A partir de 1976, no Departamento de Operações da Funai, Alceu participou das equipes de identificação e delimitação de terras indígenas nos estados do Acre, Amapá, Maranhão, Pará e Rondônia, muitas delas ainda em processo de regularização. Em 1980, 38 colegas de Alceu foram demitidos por justa causa porque assinaram um documento que discordava da política indigenista. "Eu só escapei porque estava viajando para identificação da Terra Indígena Kaiapó, em Gorotire, no Pará".

Para Alceu, além do movimento indígena, do apoio de entidades internacionais e da ação dos setores acadêmicos, o grande avanço do Estado em relação aos interesses indígenas foi a reformulação da Constituição de 1988. "A partir da nova Constituição e do artigo 231, foi possível mudar a mentalidade de atuação da Funai. Eu acho que todos os setores da sociedade civil organizada tiveram grande importância para modificar a ação do Estado. Primeiro, atuando na Constituinte e, depois, aqui na Funai, levando àquela abertura democrática que, no plano nacional, já se alcançava desde o final dos anos 70". A nova Constituição estabeleceu marcos para as relações entre o Estado, a sociedade brasileira e os povos indígenas.
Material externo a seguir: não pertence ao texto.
//! Node tree built by the reducer.
//!
//! The tree uses an index-based arena so nodes can point back at their parent
//! without reference cycles. A `Document` owns the arena, the list of root
//! nodes and the step log the nodes were built from.
//!
//! # Example
//!
//! ```
//! use tolmark_core::location::Cursor;
//! use tolmark_core::reduce::build;
//! use tolmark_core::step::{NodeType, Step, StepKind};
//!
//! let doc = build(
//!     vec![
//!         Step::node_start(NodeType::Element, Cursor::new(1, 1, 0)),
//!         Step::text(StepKind::NodeNameEnd, "br", Cursor::new(1, 4, 3)),
//!         Step::new(StepKind::NodeEnd, Cursor::new(1, 5, 4)),
//!     ],
//!     None,
//! );
//!
//! for node in doc.roots() {
//!     println!("{}: {:?}", node.node_type(), node.name());
//! }
//! ```

use crate::history::{StepLog, StepRuns};
use crate::location::{Cursor, LocationInfo};
use crate::step::{CloseType, NodeNature, NodeType, Step};

// ============================================================================
// Core Types
// ============================================================================

/// Index into the document's node arena.
#[derive(Debug, Clone, Copy, PartialEq, Eq, PartialOrd, Ord, Hash)]
pub struct NodeId(u32);

impl NodeId {
    fn new(index: usize) -> Self {
        NodeId(index as u32)
    }

    pub fn index(self) -> usize {
        self.0 as usize
    }
}

/// Internal node storage.
#[derive(Debug, Clone)]
pub(crate) struct NodeData {
    pub(crate) parent: Option<NodeId>,
    pub(crate) children: Vec<NodeId>,
    pub(crate) attrs: Vec<NodeId>,
    pub(crate) node_type: NodeType,
    pub(crate) close_type: Option<CloseType>,
    pub(crate) nature: Option<NodeNature>,
    pub(crate) name: Option<String>,
    pub(crate) content: Option<String>,
    pub(crate) location: LocationInfo,
    pub(crate) equal_count: u32,
    /// Left boundary followed by right boundary, e.g. `""`.
    pub(crate) boundary_char: String,
    pub(crate) steps: StepRuns,
}

// ============================================================================
// Document
// ============================================================================

/// A node forest plus the steps it was reduced from.
#[derive(Debug, Default, Clone)]
pub struct Document {
    nodes: Vec<NodeData>,
    roots: Vec<NodeId>,
    log: StepLog,
}

impl Document {
    pub fn new() -> Self {
        Self::default()
    }

    /// Iterate over root-level nodes.
    pub fn roots(&self) -> impl Iterator<Item = Node<'_>> + '_ {
        self.roots.iter().map(move |&id| Node { doc: self, id })
    }

    pub fn root_ids(&self) -> &[NodeId] {
        &self.roots
    }

    /// Get a node by ID.
    pub fn get(&self, id: NodeId) -> Option<Node<'_>> {
        if id.index() < self.nodes.len() {
            Some(Node { doc: self, id })
        } else {
            None
        }
    }

    /// Total number of nodes, attributes included.
    pub fn len(&self) -> usize {
        self.nodes.len()
    }

    pub fn is_empty(&self) -> bool {
        self.nodes.is_empty()
    }

    pub fn log(&self) -> &StepLog {
        &self.log
    }

    pub(crate) fn log_mut(&mut self) -> &mut StepLog {
        &mut self.log
    }

    fn node_data(&self, id: NodeId) -> &NodeData {
        &self.nodes[id.index()]
    }

    pub(crate) fn data_mut(&mut self, id: NodeId) -> Option<&mut NodeData> {
        self.nodes.get_mut(id.index())
    }

    /// Allocate a node and attach it under `parent` (as an attribute when its
    /// type is `Attr`), or as a root when there is no parent.
    pub(crate) fn attach(
        &mut self,
        node_type: NodeType,
        cursor: Cursor,
        parent: Option<NodeId>,
    ) -> NodeId {
        let id = NodeId::new(self.nodes.len());
        self.nodes.push(NodeData {
            parent,
            children: Vec::new(),
            attrs: Vec::new(),
            node_type,
            close_type: None,
            nature: None,
            name: None,
            content: None,
            location: LocationInfo::new(cursor),
            equal_count: 0,
            boundary_char: String::new(),
            steps: StepRuns::default(),
        });
        match parent.and_then(|parent| self.nodes.get_mut(parent.index())) {
            Some(parent) if node_type == NodeType::Attr => parent.attrs.push(id),
            Some(parent) => parent.children.push(id),
            None => self.roots.push(id),
        }
        id
    }
}

// ============================================================================
// Node (navigation handle)
// ============================================================================

/// A handle for navigating the document tree.
///
/// This is a lightweight reference that borrows from the document.
#[derive(Clone, Copy)]
pub struct Node<'doc> {
    doc: &'doc Document,
    id: NodeId,
}

impl<'doc> Node<'doc> {
    pub fn id(&self) -> NodeId {
        self.id
    }

    fn data(&self) -> &'doc NodeData {
        self.doc.node_data(self.id)
    }

    pub fn node_type(&self) -> NodeType {
        self.data().node_type
    }

    /// Close type, once a step has resolved one.
    pub fn close_type(&self) -> Option<CloseType> {
        self.data().close_type
    }

    pub fn nature(&self) -> Option<NodeNature> {
        self.data().nature
    }

    pub fn name(&self) -> Option<&'doc str> {
        self.data().name.as_deref()
    }

    pub fn content(&self) -> Option<&'doc str> {
        self.data().content.as_deref()
    }

    pub fn location(&self) -> &'doc LocationInfo {
        &self.data().location
    }

    /// Number of `=` seen while scanning this attribute.
    pub fn equal_count(&self) -> u32 {
        self.data().equal_count
    }

    /// Boundary characters framing an attribute value, left then right.
    pub fn boundary_char(&self) -> &'doc str {
        &self.data().boundary_char
    }

    /// Get the parent node, if any.
    pub fn parent(&self) -> Option<Node<'doc>> {
        self.data().parent.map(|id| Node { doc: self.doc, id })
    }

    /// Iterate over child nodes.
    pub fn children(&self) -> impl Iterator<Item = Node<'doc>> + 'doc {
        let doc = self.doc;
        self.data().children.iter().map(move |&id| Node { doc, id })
    }

    /// Iterate over attribute nodes.
    pub fn attrs(&self) -> impl Iterator<Item = Node<'doc>> + 'doc {
        let doc = self.doc;
        self.data().attrs.iter().map(move |&id| Node { doc, id })
    }

    /// Location records of the attributes, in attribute order.
    pub fn attr_locations(&self) -> impl Iterator<Item = &'doc LocationInfo> + 'doc {
        self.attrs().map(|attr| attr.location())
    }

    /// First attribute with the given name.
    pub fn attr(&self, name: &str) -> Option<Node<'doc>> {
        self.attrs().find(|attr| attr.name() == Some(name))
    }

    /// Get the first child node.
    pub fn first_child(&self) -> Option<Node<'doc>> {
        self.data().children.first().map(|&id| Node { doc: self.doc, id })
    }

    /// Get the last child node.
    pub fn last_child(&self) -> Option<Node<'doc>> {
        self.data().children.last().map(|&id| Node { doc: self.doc, id })
    }

    /// Sibling list this node belongs to: the roots, or its parent's children
    /// or attributes.
    fn siblings(&self) -> &'doc [NodeId] {
        match self.data().parent {
            None => &self.doc.roots,
            Some(parent) => {
                let parent = self.doc.node_data(parent);
                if self.node_type() == NodeType::Attr {
                    &parent.attrs
                } else {
                    &parent.children
                }
            }
        }
    }

    /// Get the next sibling node.
    pub fn next_sibling(&self) -> Option<Node<'doc>> {
        let siblings = self.siblings();
        let pos = siblings.iter().position(|&id| id == self.id)?;
        siblings.get(pos + 1).map(|&id| Node { doc: self.doc, id })
    }

    /// Get the previous sibling node.
    pub fn prev_sibling(&self) -> Option<Node<'doc>> {
        let siblings = self.siblings();
        let pos = siblings.iter().position(|&id| id == self.id)?;
        if pos > 0 {
            Some(Node { doc: self.doc, id: siblings[pos - 1] })
        } else {
            None
        }
    }

    /// Steps that built this node, in order.
    pub fn steps(&self) -> impl Iterator<Item = &'doc Step> + 'doc {
        let log = &self.doc.log;
        self.data().steps.indices().filter_map(move |index| log.get(index))
    }

    pub fn step_runs(&self) -> &'doc StepRuns {
        &self.data().steps
    }

    pub fn is_element(&self) -> bool {
        self.node_type() == NodeType::Element
    }

    pub fn is_text(&self) -> bool {
        self.node_type() == NodeType::Text
    }

    /// Recursively collect the content of text nodes under this node.
    pub fn all_text(&self) -> String {
        let mut result = String::new();
        self.collect_text(&mut result);
        result
    }

    fn collect_text(&self, buf: &mut String) {
        if self.is_text() {
            buf.push_str(self.content().unwrap_or_default());
            return;
        }
        for child in self.children() {
            child.collect_text(buf);
        }
    }
}

impl std::fmt::Debug for Node<'_> {
    fn fmt(&self, f: &mut std::fmt::Formatter<'_>) -> std::fmt::Result {
        f.debug_struct("Node")
            .field("id", &self.id)
            .field("type", &self.node_type())
            .field("name", &self.name())
            .field("close_type", &self.close_type())
            .finish()
    }
}

// ============================================================================
// Tests
// ============================================================================

#[cfg(test)]
mod tests {
    use super::*;

    fn at(offset: usize) -> Cursor {
        Cursor::new(1, offset as u32 + 1, offset)
    }

    fn named(doc: &mut Document, id: NodeId, name: &str) {
        if let Some(data) = doc.data_mut(id) {
            data.name = Some(name.to_string());
        }
    }

    #[test]
    fn test_attach_roots_children_attrs() {
        let mut doc = Document::new();
        let div = doc.attach(NodeType::Element, at(0), None);
        let class = doc.attach(NodeType::Attr, at(5), Some(div));
        let text = doc.attach(NodeType::Text, at(15), Some(div));
        named(&mut doc, class, "class");

        assert_eq!(doc.root_ids(), &[div]);
        assert_eq!(doc.len(), 3);

        let div_node = doc.get(div).unwrap();
        assert_eq!(div_node.attrs().map(|n| n.id()).collect::<Vec<_>>(), vec![class]);
        assert_eq!(div_node.children().map(|n| n.id()).collect::<Vec<_>>(), vec![text]);
        assert_eq!(div_node.attr("class").map(|n| n.id()), Some(class));
        assert!(div_node.attr("id").is_none());
        assert_eq!(doc.get(class).unwrap().parent().unwrap().id(), div);
        assert_eq!(
            div_node.attr_locations().map(|l| l.start()).collect::<Vec<_>>(),
            vec![at(5)]
        );
    }

    #[test]
    fn test_siblings() {
        let mut doc = Document::new();
        let a = doc.attach(NodeType::Element, at(0), None);
        let b = doc.attach(NodeType::Comment, at(3), None);
        let c = doc.attach(NodeType::Element, at(6), None);

        let a = doc.get(a).unwrap();
        let b_node = a.next_sibling().unwrap();
        assert_eq!(b_node.id(), b);
        assert_eq!(b_node.next_sibling().unwrap().id(), c);
        assert!(doc.get(c).unwrap().next_sibling().is_none());
        assert_eq!(b_node.prev_sibling().unwrap().id(), a.id());
        assert!(a.prev_sibling().is_none());
    }

    #[test]
    fn test_all_text() {
        let mut doc = Document::new();
        let p = doc.attach(NodeType::Element, at(0), None);
        let hello = doc.attach(NodeType::Text, at(3), Some(p));
        let em = doc.attach(NodeType::Element, at(9), Some(p));
        let world = doc.attach(NodeType::Text, at(13), Some(em));
        for (id, text) in [(hello, "Hello "), (world, "world")] {
            if let Some(data) = doc.data_mut(id) {
                data.content = Some(text.to_string());
            }
        }
        assert_eq!(doc.get(p).unwrap().all_text(), "Hello world");
    }

    #[test]
    fn test_get_out_of_range() {
        let doc = Document::new();
        assert!(doc.is_empty());
        assert!(doc.get(NodeId::new(0)).is_none());
    }
}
O artigo 231 inaugurou um novo tempo para a educação escolar indígena, além de assegurar legitimidade aos índios para defenderem seus próprios direitos e interesses. "O processo de redemocratização caminhava no rumo da Constituinte e a Funai ainda caminhava exatamente em sentido contrário. Essa situação só se modificou depois de promulgada a Constituição de 88" contou Alceu.
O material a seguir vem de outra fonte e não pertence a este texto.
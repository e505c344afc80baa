//! Per-parse mutable state threaded through reduction.

use crate::error::{ReduceError, Wrong};
use crate::location::Cursor;
use crate::option::ParseOptions;
use crate::step::Step;
use crate::tree::{Document, Node, NodeId};

/// State of one parse.
///
/// Create one per parse and pass it to [`crate::reduce::reduce`]. After a
/// failed reduction the context still holds the partial tree, the warnings and
/// the furthest position reached.
#[derive(Debug, Default)]
pub struct ParseContext {
    source: String,
    cursor: Cursor,
    pub(crate) document: Document,
    pub(crate) current: Option<NodeId>,
    max_line: u32,
    max_column: u32,
    pub(crate) warnings: Vec<Wrong>,
    options: ParseOptions,
}

impl ParseContext {
    pub fn new(options: ParseOptions) -> Self {
        Self {
            options,
            ..Self::default()
        }
    }

    /// Context for a parse of `source`. The source is only read by option
    /// predicates.
    pub fn with_source(source: impl Into<String>, options: ParseOptions) -> Self {
        Self {
            source: source.into(),
            options,
            ..Self::default()
        }
    }

    pub fn source(&self) -> &str {
        &self.source
    }

    /// Position of the last reduced step.
    pub fn cursor(&self) -> Cursor {
        self.cursor
    }

    pub(crate) fn set_cursor(&mut self, cursor: Cursor) {
        self.cursor = cursor;
    }

    pub fn options(&self) -> &ParseOptions {
        &self.options
    }

    pub fn document(&self) -> &Document {
        &self.document
    }

    /// Root-level nodes reduced so far.
    pub fn nodes(&self) -> impl Iterator<Item = Node<'_>> + '_ {
        self.document.roots()
    }

    /// Innermost node still open.
    pub fn current_node(&self) -> Option<Node<'_>> {
        self.current.and_then(|id| self.document.get(id))
    }

    pub fn current_id(&self) -> Option<NodeId> {
        self.current
    }

    /// Every step reduced so far.
    pub fn steps(&self) -> &[Step] {
        self.document.log().as_slice()
    }

    pub fn warnings(&self) -> &[Wrong] {
        &self.warnings
    }

    /// Highest line number any step reached.
    pub fn max_line(&self) -> u32 {
        self.max_line
    }

    /// Highest column any step reached, on any line.
    pub fn max_column(&self) -> u32 {
        self.max_column
    }

    pub(crate) fn track_max(&mut self, cursor: Cursor) {
        self.max_line = self.max_line.max(cursor.line);
        self.max_column = self.max_column.max(cursor.column);
    }

    /// Finish the parse, folding in the error that stopped it, if any.
    pub fn into_result(self, error: Option<ReduceError>) -> ParseResult {
        ParseResult {
            max_line: self.max_line,
            max_column: self.max_column,
            source: self.source,
            document: self.document,
            error,
            warnings: self.warnings,
        }
    }
}

/// Outcome of a complete parse.
#[derive(Debug)]
pub struct ParseResult {
    pub max_line: u32,
    pub max_column: u32,
    pub source: String,
    pub document: Document,
    pub error: Option<ReduceError>,
    pub warnings: Vec<Wrong>,
}

impl ParseResult {
    pub fn is_ok(&self) -> bool {
        self.error.is_none()
    }
}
Em 1990, o indigenista trabalhou como assistente técnico nas perícias determinadas pela Justiça Federal nas terras Guarani e Afajé-Xavante, de Mato Grosso do Sul, objetos de ações judiciais. A partir de 1992, Alceu atuou como coordenador de Antropologia e chefe substituto da Coordenação-Geral de Identificação e Delimitação.

*aspas tirados do depoimento de Alceu Cotia Mariz ao historiador Kelerson Semere Costa, em agosto de 2002.